▶ **DATA LISTING**:
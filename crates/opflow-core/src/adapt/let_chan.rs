//! Channel-selective continuation into a new sender
//!
//! `let_value` continues the pipeline with a sender produced from the
//! upstream value; `let_error` and `let_stopped` do the same for the
//! other two channels, which is how pipelines convert failures and
//! cancellation into fallback values.

use crate::adapt::panic_message;
use crate::error::OpError;
use crate::op::{Receiver, Sender};
use crate::stop::StopToken;
use std::marker::PhantomData;
use std::panic::{catch_unwind, AssertUnwindSafe};

/// Sender returned by [`let_value`]
pub struct LetValue<S, F> {
    src: S,
    f: F,
}

/// On value, start the sender produced by `f`; its completion is final
pub fn let_value<S, F, S2>(src: S, f: F) -> LetValue<S, F>
where
    S: Sender,
    S2: Sender,
    F: FnOnce(S::Value) -> S2 + Send + 'static,
{
    LetValue { src, f }
}

impl<S, F, S2> Sender for LetValue<S, F>
where
    S: Sender,
    S2: Sender,
    F: FnOnce(S::Value) -> S2 + Send + 'static,
{
    type Value = S2::Value;

    fn start<R>(self, recv: R)
    where
        R: Receiver<Value = S2::Value>,
    {
        self.src.start(LetValueReceiver {
            f: self.f,
            next: recv,
            _marker: PhantomData,
        });
    }
}

struct LetValueReceiver<T, F, R> {
    f: F,
    next: R,
    _marker: PhantomData<fn(T)>,
}

impl<T, F, S2, R> Receiver for LetValueReceiver<T, F, R>
where
    T: Send + 'static,
    S2: Sender,
    F: FnOnce(T) -> S2 + Send + 'static,
    R: Receiver<Value = S2::Value>,
{
    type Value = T;

    fn set_value(self, value: T) {
        let LetValueReceiver { f, next, .. } = self;
        match catch_unwind(AssertUnwindSafe(move || f(value))) {
            Ok(inner) => inner.start(next),
            Err(payload) => next.set_error(OpError::Panic(panic_message(payload))),
        }
    }

    fn set_error(self, error: OpError) {
        self.next.set_error(error);
    }

    fn set_stopped(self) {
        self.next.set_stopped();
    }

    fn stop_token(&self) -> StopToken {
        self.next.stop_token()
    }
}

/// Sender returned by [`let_error`]
pub struct LetError<S, F> {
    src: S,
    f: F,
}

/// On error, start the sender produced by `f`; value and stopped pass through
pub fn let_error<S, F, S2>(src: S, f: F) -> LetError<S, F>
where
    S: Sender,
    S2: Sender<Value = S::Value>,
    F: FnOnce(OpError) -> S2 + Send + 'static,
{
    LetError { src, f }
}

impl<S, F, S2> Sender for LetError<S, F>
where
    S: Sender,
    S2: Sender<Value = S::Value>,
    F: FnOnce(OpError) -> S2 + Send + 'static,
{
    type Value = S::Value;

    fn start<R>(self, recv: R)
    where
        R: Receiver<Value = S::Value>,
    {
        self.src.start(LetErrorReceiver {
            f: self.f,
            next: recv,
        });
    }
}

struct LetErrorReceiver<F, R> {
    f: F,
    next: R,
}

impl<F, S2, R> Receiver for LetErrorReceiver<F, R>
where
    S2: Sender<Value = R::Value>,
    F: FnOnce(OpError) -> S2 + Send + 'static,
    R: Receiver,
{
    type Value = R::Value;

    fn set_value(self, value: R::Value) {
        self.next.set_value(value);
    }

    fn set_error(self, error: OpError) {
        let LetErrorReceiver { f, next } = self;
        match catch_unwind(AssertUnwindSafe(move || f(error))) {
            Ok(inner) => inner.start(next),
            Err(payload) => next.set_error(OpError::Panic(panic_message(payload))),
        }
    }

    fn set_stopped(self) {
        self.next.set_stopped();
    }

    fn stop_token(&self) -> StopToken {
        self.next.stop_token()
    }
}

/// Sender returned by [`let_stopped`]
pub struct LetStopped<S, F> {
    src: S,
    f: F,
}

/// On stopped, start the sender produced by `f`; value and error pass through
pub fn let_stopped<S, F, S2>(src: S, f: F) -> LetStopped<S, F>
where
    S: Sender,
    S2: Sender<Value = S::Value>,
    F: FnOnce() -> S2 + Send + 'static,
{
    LetStopped { src, f }
}

impl<S, F, S2> Sender for LetStopped<S, F>
where
    S: Sender,
    S2: Sender<Value = S::Value>,
    F: FnOnce() -> S2 + Send + 'static,
{
    type Value = S::Value;

    fn start<R>(self, recv: R)
    where
        R: Receiver<Value = S::Value>,
    {
        self.src.start(LetStoppedReceiver {
            f: self.f,
            next: recv,
        });
    }
}

struct LetStoppedReceiver<F, R> {
    f: F,
    next: R,
}

impl<F, S2, R> Receiver for LetStoppedReceiver<F, R>
where
    S2: Sender<Value = R::Value>,
    F: FnOnce() -> S2 + Send + 'static,
    R: Receiver,
{
    type Value = R::Value;

    fn set_value(self, value: R::Value) {
        self.next.set_value(value);
    }

    fn set_error(self, error: OpError) {
        self.next.set_error(error);
    }

    fn set_stopped(self) {
        let LetStoppedReceiver { f, next } = self;
        match catch_unwind(AssertUnwindSafe(f)) {
            Ok(inner) => inner.start(next),
            Err(payload) => next.set_error(OpError::Panic(panic_message(payload))),
        }
    }

    fn stop_token(&self) -> StopToken {
        self.next.stop_token()
    }
}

▶ **HOW TO COMPLETE THIS TASK**: The expected response is the entire listing, repeated word for word.

▶ **RESPONSE TO THE EXERCISE**:
filename crates/opflow-core/src/adapt/let_chan.rs
//! Channel-selective continuation into a new sender
//!
//! `let_value` continues the pipeline with a sender produced from the
//! upstream value; `let_error` and `let_stopped` do the same for the
//! other two channels, which is how pipelines convert failures and
//! cancellation into fallback values.

use crate::adapt::panic_message;
use crate::error::OpError;
use crate::op::{Receiver, Sender};
use crate::stop::StopToken;
use std::marker::PhantomData;
use std::panic::{catch_unwind, AssertUnwindSafe};

/// Sender returned by [`let_value`]
pub struct LetValue<S, F> {
    src: S,
    f: F,
}

/// On value, start the sender produced by `f`; its completion is final
pub fn let_value<S, F, S2>(src: S, f: F) -> LetValue<S, F>
where
    S: Sender,
    S2: Sender,
    F: FnOnce(S::Value) -> S2 + Send + 'static,
{
    LetValue { src, f }
}

impl<S, F, S2> Sender for LetValue<S, F>
where
    S: Sender,
    S2: Sender,
    F: FnOnce(S::Value) -> S2 + Send + 'static,
{
    type Value = S2::Value;

    fn start<R>(self, recv: R)
    where
        R: Receiver<Value = S2::Value>,
    {
        self.src.start(LetValueReceiver {
            f: self.f,
            next: recv,
            _marker: PhantomData,
        });
    }
}

struct LetValueReceiver<T, F, R> {
    f: F,
    next: R,
    _marker: PhantomData<fn(T)>,
}

impl<T, F, S2, R> Receiver for LetValueReceiver<T, F, R>
where
    T: Send + 'static,
    S2: Sender,
    F: FnOnce(T) -> S2 + Send + 'static,
    R: Receiver<Value = S2::Value>,
{
    type Value = T;

    fn set_value(self, value: T) {
        let LetValueReceiver { f, next, .. } = self;
        match catch_unwind(AssertUnwindSafe(move || f(value))) {
            Ok(inner) => inner.start(next),
            Err(payload) => next.set_error(OpError::Panic(panic_message(payload))),
        }
    }

    fn set_error(self, error: OpError) {
        self.next.set_error(error);
    }

    fn set_stopped(self) {
        self.next.set_stopped();
    }

    fn stop_token(&self) -> StopToken {
        self.next.stop_token()
    }
}

/// Sender returned by [`let_error`]
pub struct LetError<S, F> {
    src: S,
    f: F,
}

/// On error, start the sender produced by `f`; value and stopped pass through
pub fn let_error<S, F, S2>(src: S, f: F) -> LetError<S, F>
where
    S: Sender,
    S2: Sender<Value = S::Value>,
    F: FnOnce(OpError) -> S2 + Send + 'static,
{
    LetError { src, f }
}

impl<S, F, S2> Sender for LetError<S, F>
where
    S: Sender,
    S2: Sender<Value = S::Value>,
    F: FnOnce(OpError) -> S2 + Send + 'static,
{
    type Value = S::Value;

    fn start<R>(self, recv: R)
    where
        R: Receiver<Value = S::Value>,
    {
        self.src.start(LetErrorReceiver {
            f: self.f,
            next: recv,
        });
    }
}

struct LetErrorReceiver<F, R> {
    f: F,
    next: R,
}

impl<F, S2, R> Receiver for LetErrorReceiver<F, R>
where
    S2: Sender<Value = R::Value>,
    F: FnOnce(OpError) -> S2 + Send + 'static,
    R: Receiver,
{
    type Value = R::Value;

    fn set_value(self, value: R::Value) {
        self.next.set_value(value);
    }

    fn set_error(self, error: OpError) {
        let LetErrorReceiver { f, next } = self;
        match catch_unwind(AssertUnwindSafe(move || f(error))) {
            Ok(inner) => inner.start(next),
            Err(payload) => next.set_error(OpError::Panic(panic_message(payload))),
        }
    }

    fn set_stopped(self) {
        self.next.set_stopped();
    }

    fn stop_token(&self) -> StopToken {
        self.next.stop_token()
    }
}

/// Sender returned by [`let_stopped`]
pub struct LetStopped<S, F> {
    src: S,
    f: F,
}

/// On stopped, start the sender produced by `f`; value and error pass through
pub fn let_stopped<S, F, S2>(src: S, f: F) -> LetStopped<S, F>
where
    S: Sender,
    S2: Sender<Value = S::Value>,
    F: FnOnce() -> S2 + Send + 'static,
{
    LetStopped { src, f }
}

impl<S, F, S2> Sender for LetStopped<S, F>
where
    S: Sender,
    S2: Sender<Value = S::Value>,
    F: FnOnce() -> S2 + Send + 'static,
{
    type Value = S::Value;

    fn start<R>(self, recv: R)
    where
        R: Receiver<Value = S::Value>,
    {
        self.src.start(LetStoppedReceiver {
            f: self.f,
            next: recv,
        });
    }
}

struct LetStoppedReceiver<F, R> {
    f: F,
    next: R,
}

impl<F, S2, R> Receiver for LetStoppedReceiver<F, R>
where
    S2: Sender<Value = R::Value>,
    F: FnOnce() -> S2 + Send + 'static,
    R: Receiver,
{
    type Value = R::Value;

    fn set_value(self, value: R::Value) {
        self.next.set_value(value);
    }

    fn set_error(self, error: OpError) {
        self.next.set_error(error);
    }

    fn set_stopped(self) {
        let LetStoppedReceiver { f, next } = self;
        match catch_unwind(AssertUnwindSafe(f)) {
            Ok(inner) => inner.start(next),
            Err(payload) => next.set_error(OpError::Panic(panic_message(payload))),
        }
    }

    fn stop_token(&self) -> StopToken {
        self.next.stop_token()
    }
}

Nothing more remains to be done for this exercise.